### Task data
---*---

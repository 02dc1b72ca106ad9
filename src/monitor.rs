//! Resource monitor for the engine subprocess.
//!
//! Runs on its own thread next to the orchestrator's blocking `wait()`. The
//! two sides share a [`CancelToken`] and a stop channel:
//!
//! - monitor detects a breach → records the reason in the token, asks the
//!   engine's process group to terminate, force-kills it after a grace period
//! - waiter sees the child exit → drops the stop channel, which wakes the
//!   monitor immediately
//!
//! The waiter owns the child handle and reaps it, so no zombie is left behind.

use parking_lot::Mutex;
use std::sync::atomic::{AtomicBool, Ordering};
use std::sync::mpsc::{channel, Receiver, RecvTimeoutError, Sender, TryRecvError};
use std::sync::Arc;
use std::thread::{self, JoinHandle};
use std::time::{Duration, Instant};

use sysinfo::{Pid, ProcessesToUpdate, System};
#[cfg(not(unix))]
use sysinfo::Signal;

use crate::config::Limits;

/// Default time between polls.
pub const POLL_INTERVAL: Duration = Duration::from_secs(1);
/// Default time between the terminate request and the hard kill.
pub const KILL_GRACE: Duration = Duration::from_secs(5);

/// Why the monitor stopped the process.
#[derive(Debug, Clone, Copy, PartialEq, Eq)]
pub enum StopReason {
    Timeout { elapsed: Duration },
    OutOfMemory { rss_bytes: u64 },
}

impl std::fmt::Display for StopReason {
    fn fmt(&self, f: &mut std::fmt::Formatter<'_>) -> std::fmt::Result {
        match self {
            Self::Timeout { elapsed } => write!(f, "timed out after {:.1}s", elapsed.as_secs_f64()),
            Self::OutOfMemory { rss_bytes } => {
                write!(f, "memory exceeded ({:.1}MB resident)", *rss_bytes as f64 / (1024.0 * 1024.0))
            }
        }
    }
}

#[derive(Debug, Default)]
struct TokenInner {
    cancelled: AtomicBool,
    reason: Mutex<Option<StopReason>>,
}

/// Shared "stop the engine" signal. Cloning shares the same token.
#[derive(Debug, Clone, Default)]
pub struct CancelToken {
    inner: Arc<TokenInner>,
}

impl CancelToken {
    pub fn new() -> Self {
        Self::default()
    }

    /// Cancel with `reason`. Returns false if already cancelled; the first
    /// reason is kept.
    pub fn cancel(&self, reason: StopReason) -> bool {
        let mut slot = self.inner.reason.lock();
        if slot.is_some() {
            return false;
        }
        *slot = Some(reason);
        self.inner.cancelled.store(true, Ordering::Release);
        true
    }

    #[inline]
    pub fn is_cancelled(&self) -> bool {
        self.inner.cancelled.load(Ordering::Acquire)
    }

    pub fn reason(&self) -> Option<StopReason> {
        *self.inner.reason.lock()
    }
}

/// OS access the monitor needs. Swappable so the polling logic can be
/// exercised without real processes.
pub trait ProcessProbe: Send + 'static {
    /// Resident memory of `pid` in bytes, `None` if the process is gone.
    fn rss_bytes(&mut self, pid: u32) -> Option<u64>;

    /// Politely ask `pid` and its process group to exit. Returns false if
    /// nothing was left to signal.
    fn terminate(&mut self, pid: u32) -> bool;

    /// Force-kill `pid` and its process group. Returns false if nothing was
    /// left to signal.
    fn kill(&mut self, pid: u32) -> bool;
}

/// [`ProcessProbe`] backed by `sysinfo`.
///
/// On unix the engine leads its own process group, so signals go to the
/// whole group and reach anything the engine started.
pub struct SystemProbe {
    system: System,
}

impl SystemProbe {
    pub fn new() -> Self {
        Self { system: System::new() }
    }

    fn refresh(&mut self, pid: Pid) {
        self.system.refresh_processes(ProcessesToUpdate::Some(&[pid]), true);
    }
}

impl Default for SystemProbe {
    fn default() -> Self {
        Self::new()
    }
}

impl ProcessProbe for SystemProbe {
    fn rss_bytes(&mut self, pid: u32) -> Option<u64> {
        let pid = Pid::from_u32(pid);
        self.refresh(pid);
        self.system.process(pid).map(|p| p.memory())
    }

    #[cfg(unix)]
    fn terminate(&mut self, pid: u32) -> bool {
        signal_group(pid, libc::SIGTERM)
    }

    #[cfg(not(unix))]
    fn terminate(&mut self, pid: u32) -> bool {
        let pid = Pid::from_u32(pid);
        self.refresh(pid);
        match self.system.process(pid) {
            // Platforms without SIGTERM fall back to a hard kill.
            Some(p) => p.kill_with(Signal::Term).unwrap_or_else(|| p.kill()),
            None => false,
        }
    }

    #[cfg(unix)]
    fn kill(&mut self, pid: u32) -> bool {
        signal_group(pid, libc::SIGKILL)
    }

    #[cfg(not(unix))]
    fn kill(&mut self, pid: u32) -> bool {
        let pid = Pid::from_u32(pid);
        self.refresh(pid);
        self.system.process(pid).map(|p| p.kill()).unwrap_or(false)
    }
}

/// Send `signal` to the process group led by `pid`.
#[cfg(unix)]
fn signal_group(pid: u32, signal: libc::c_int) -> bool {
    // 0 and 1 would address our own group or every process we may signal.
    let Ok(pgid) = libc::pid_t::try_from(pid) else {
        return false;
    };
    if pgid <= 1 {
        return false;
    }
    // SAFETY: kill(2) takes no pointers; a negative pid addresses a group.
    unsafe { libc::kill(-pgid, signal) == 0 }
}

/// Polls a process against [`Limits`].
pub struct ResourceMonitor<P = SystemProbe> {
    limits: Limits,
    interval: Duration,
    grace: Duration,
    probe: P,
}

impl ResourceMonitor<SystemProbe> {
    pub fn new(limits: Limits) -> Self {
        Self {
            limits,
            interval: POLL_INTERVAL,
            grace: KILL_GRACE,
            probe: SystemProbe::new(),
        }
    }
}

impl<P: ProcessProbe> ResourceMonitor<P> {
    /// Replace the OS probe.
    pub fn with_probe<Q: ProcessProbe>(self, probe: Q) -> ResourceMonitor<Q> {
        ResourceMonitor {
            limits: self.limits,
            interval: self.interval,
            grace: self.grace,
            probe,
        }
    }

    pub fn with_interval(mut self, interval: Duration) -> Self {
        self.interval = interval;
        self
    }

    pub fn with_grace(mut self, grace: Duration) -> Self {
        self.grace = grace;
        self
    }

    /// Start polling `pid` on a background thread.
    pub fn spawn(self, pid: u32, token: CancelToken) -> MonitorHandle {
        let (stop_tx, stop_rx) = channel::<()>();
        let thread_token = token.clone();
        let handle = thread::Builder::new()
            .name(format!("monitor-{pid}"))
            .spawn(move || self.run(pid, &thread_token, &stop_rx));

        let handle = match handle {
            Ok(h) => Some(h),
            Err(e) => {
                tracing::error!("failed to start resource monitor: {e}");
                None
            }
        };

        MonitorHandle {
            stop_tx: Some(stop_tx),
            handle,
            token,
        }
    }

    fn run(mut self, pid: u32, token: &CancelToken, stop_rx: &Receiver<()>) {
        let started = Instant::now();
        let max_rss = self.limits.max_memory_bytes();
        loop {
            match stop_rx.recv_timeout(self.interval) {
                Ok(()) | Err(RecvTimeoutError::Disconnected) => return,
                Err(RecvTimeoutError::Timeout) => {}
            }

            let elapsed = started.elapsed();
            if elapsed > self.limits.timeout {
                self.breach(pid, token, StopReason::Timeout { elapsed }, stop_rx);
                return;
            }

            let Some(rss) = self.probe.rss_bytes(pid) else {
                // Exited between polls; the waiter will notice.
                tracing::debug!(pid, "monitored process is gone");
                return;
            };
            tracing::trace!(pid, rss_mb = rss / (1024 * 1024), elapsed_s = elapsed.as_secs(), "poll");
            if rss > max_rss {
                self.breach(pid, token, StopReason::OutOfMemory { rss_bytes: rss }, stop_rx);
                return;
            }
        }
    }

    fn breach(&mut self, pid: u32, token: &CancelToken, reason: StopReason, stop_rx: &Receiver<()>) {
        // Once the waiter has reaped the engine its pid may belong to
        // someone else; never signal past that point.
        if !still_waiting(stop_rx) {
            return;
        }
        tracing::warn!(pid, "stopping engine: {reason}");
        token.cancel(reason);

        if !self.probe.terminate(pid) {
            return;
        }
        match stop_rx.recv_timeout(self.grace) {
            Ok(()) | Err(RecvTimeoutError::Disconnected) => {}
            Err(RecvTimeoutError::Timeout) => {
                if still_waiting(stop_rx) {
                    tracing::warn!(pid, "engine ignored terminate, killing");
                    self.probe.kill(pid);
                }
            }
        }
    }
}

/// The waiter has not seen the process exit yet.
fn still_waiting(stop_rx: &Receiver<()>) -> bool {
    matches!(stop_rx.try_recv(), Err(TryRecvError::Empty))
}

/// Handle to a running monitor thread.
pub struct MonitorHandle {
    stop_tx: Option<Sender<()>>,
    handle: Option<JoinHandle<()>>,
    token: CancelToken,
}

impl MonitorHandle {
    /// Tell the monitor the process has exited, join it, and return the
    /// breach that stopped the process, if any.
    pub fn finish(mut self) -> Option<StopReason> {
        self.stop();
        self.token.reason()
    }

    fn stop(&mut self) {
        // Dropping the sender disconnects the channel and wakes the monitor.
        self.stop_tx.take();
        if let Some(handle) = self.handle.take() {
            let _ = handle.join();
        }
    }
}

impl Drop for MonitorHandle {
    fn drop(&mut self) {
        self.stop();
    }
}

#[cfg(test)]
mod tests {
    use super::*;
    use std::sync::atomic::AtomicU64;

    /// Fake process whose memory is set by the test.
    #[derive(Clone, Default)]
    struct FakeProbe {
        rss: Arc<AtomicU64>,
        gone: Arc<AtomicBool>,
        /// Process exits when asked to terminate
        obeys_terminate: bool,
        calls: Arc<Mutex<Vec<&'static str>>>,
    }

    impl ProcessProbe for FakeProbe {
        fn rss_bytes(&mut self, _pid: u32) -> Option<u64> {
            if self.gone.load(Ordering::SeqCst) {
                None
            } else {
                Some(self.rss.load(Ordering::SeqCst))
            }
        }

        fn terminate(&mut self, _pid: u32) -> bool {
            self.calls.lock().push("terminate");
            if self.obeys_terminate {
                self.gone.store(true, Ordering::SeqCst);
            }
            true
        }

        fn kill(&mut self, _pid: u32) -> bool {
            self.calls.lock().push("kill");
            self.gone.store(true, Ordering::SeqCst);
            true
        }
    }

    fn limits(timeout_ms: u64, max_memory_mb: u64) -> Limits {
        Limits::new(Duration::from_millis(timeout_ms), max_memory_mb)
    }

    #[test]
    fn test_token_first_reason_wins() {
        let token = CancelToken::new();
        assert!(!token.is_cancelled());
        assert!(token.cancel(StopReason::OutOfMemory { rss_bytes: 1 }));
        assert!(!token.cancel(StopReason::Timeout { elapsed: Duration::ZERO }));
        assert!(token.is_cancelled());
        assert_eq!(token.reason(), Some(StopReason::OutOfMemory { rss_bytes: 1 }));
    }

    #[test]
    fn test_timeout_terminates_then_kills() {
        let probe = FakeProbe::default();
        let calls = probe.calls.clone();
        let token = CancelToken::new();

        let handle = ResourceMonitor::new(limits(100, 1024))
            .with_probe(probe)
            .with_interval(Duration::from_millis(20))
            .with_grace(Duration::from_millis(50))
            .spawn(1, token.clone());

        thread::sleep(Duration::from_millis(400));
        assert!(token.is_cancelled());
        let reason = handle.finish();
        assert!(matches!(reason, Some(StopReason::Timeout { .. })));
        assert_eq!(*calls.lock(), vec!["terminate", "kill"]);
    }

    #[test]
    fn test_memory_breach() {
        let probe = FakeProbe {
            obeys_terminate: true,
            ..Default::default()
        };
        probe.rss.store(64 * 1024 * 1024, Ordering::SeqCst);
        let rss = probe.rss.clone();
        let calls = probe.calls.clone();
        let token = CancelToken::new();

        let handle = ResourceMonitor::new(limits(60_000, 128))
            .with_probe(probe)
            .with_interval(Duration::from_millis(20))
            .spawn(1, token.clone());

        thread::sleep(Duration::from_millis(100));
        assert!(!token.is_cancelled(), "under the cap");

        rss.store(256 * 1024 * 1024, Ordering::SeqCst);
        thread::sleep(Duration::from_millis(200));

        let reason = handle.finish();
        assert_eq!(reason, Some(StopReason::OutOfMemory { rss_bytes: 256 * 1024 * 1024 }));
        assert_eq!(*calls.lock(), vec!["terminate"]);
    }

    #[test]
    fn test_finish_before_breach() {
        let token = CancelToken::new();
        let started = Instant::now();
        let handle = ResourceMonitor::new(limits(60_000, 1024))
            .with_probe(FakeProbe::default())
            .spawn(1, token.clone());

        assert_eq!(handle.finish(), None);
        assert!(!token.is_cancelled());
        // Stop channel wakes the monitor instead of waiting out the interval.
        assert!(started.elapsed() < POLL_INTERVAL);
    }

    #[test]
    fn test_vanished_process_is_not_an_error() {
        let probe = FakeProbe::default();
        probe.gone.store(true, Ordering::SeqCst);
        let calls = probe.calls.clone();
        let token = CancelToken::new();

        let handle = ResourceMonitor::new(limits(60_000, 1))
            .with_probe(probe)
            .with_interval(Duration::from_millis(10))
            .spawn(1, token.clone());

        thread::sleep(Duration::from_millis(100));
        assert_eq!(handle.finish(), None);
        assert!(calls.lock().is_empty());
    }

    #[test]
    fn test_no_signal_after_process_was_reaped() {
        let probe = FakeProbe::default();
        let calls = probe.calls.clone();
        let token = CancelToken::new();
        let mut monitor = ResourceMonitor::new(limits(10, 1024)).with_probe(probe);

        let (stop_tx, stop_rx) = channel::<()>();
        drop(stop_tx);
        monitor.breach(1, &token, StopReason::Timeout { elapsed: Duration::from_millis(20) }, &stop_rx);

        assert!(calls.lock().is_empty());
        assert!(!token.is_cancelled(), "an engine that exited on its own did not time out");
    }

    #[cfg(unix)]
    #[test]
    fn test_signal_group_rejects_reserved_ids() {
        assert!(!signal_group(0, libc::SIGTERM));
        assert!(!signal_group(1, libc::SIGTERM));
        assert!(!signal_group(u32::MAX, libc::SIGTERM));
    }

    #[test]
    fn test_stop_reason_display() {
        let r = StopReason::Timeout { elapsed: Duration::from_millis(1500) };
        assert_eq!(r.to_string(), "timed out after 1.5s");
        let r = StopReason::OutOfMemory { rss_bytes: 5 * 1024 * 1024 };
        assert!(r.to_string().contains("5.0MB"));
    }
}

---*---

### Aim of the exercise
Quote exactly the first line of the data and every line after it through the one holding "which wakes the".

### Final answer
repository 02dc1b72ca106ad9
filename src/monitor.rs
//! Resource monitor for the engine subprocess.
//!
//! Runs on its own thread next to the orchestrator's blocking `wait()`. The
//! two sides share a [`CancelToken`] and a stop channel:
//!
//! - monitor detects a breach → records the reason in the token, asks the
//!   engine's process group to terminate, force-kills it after a grace period
//! - waiter sees the child exit → drops the stop channel, which wakes the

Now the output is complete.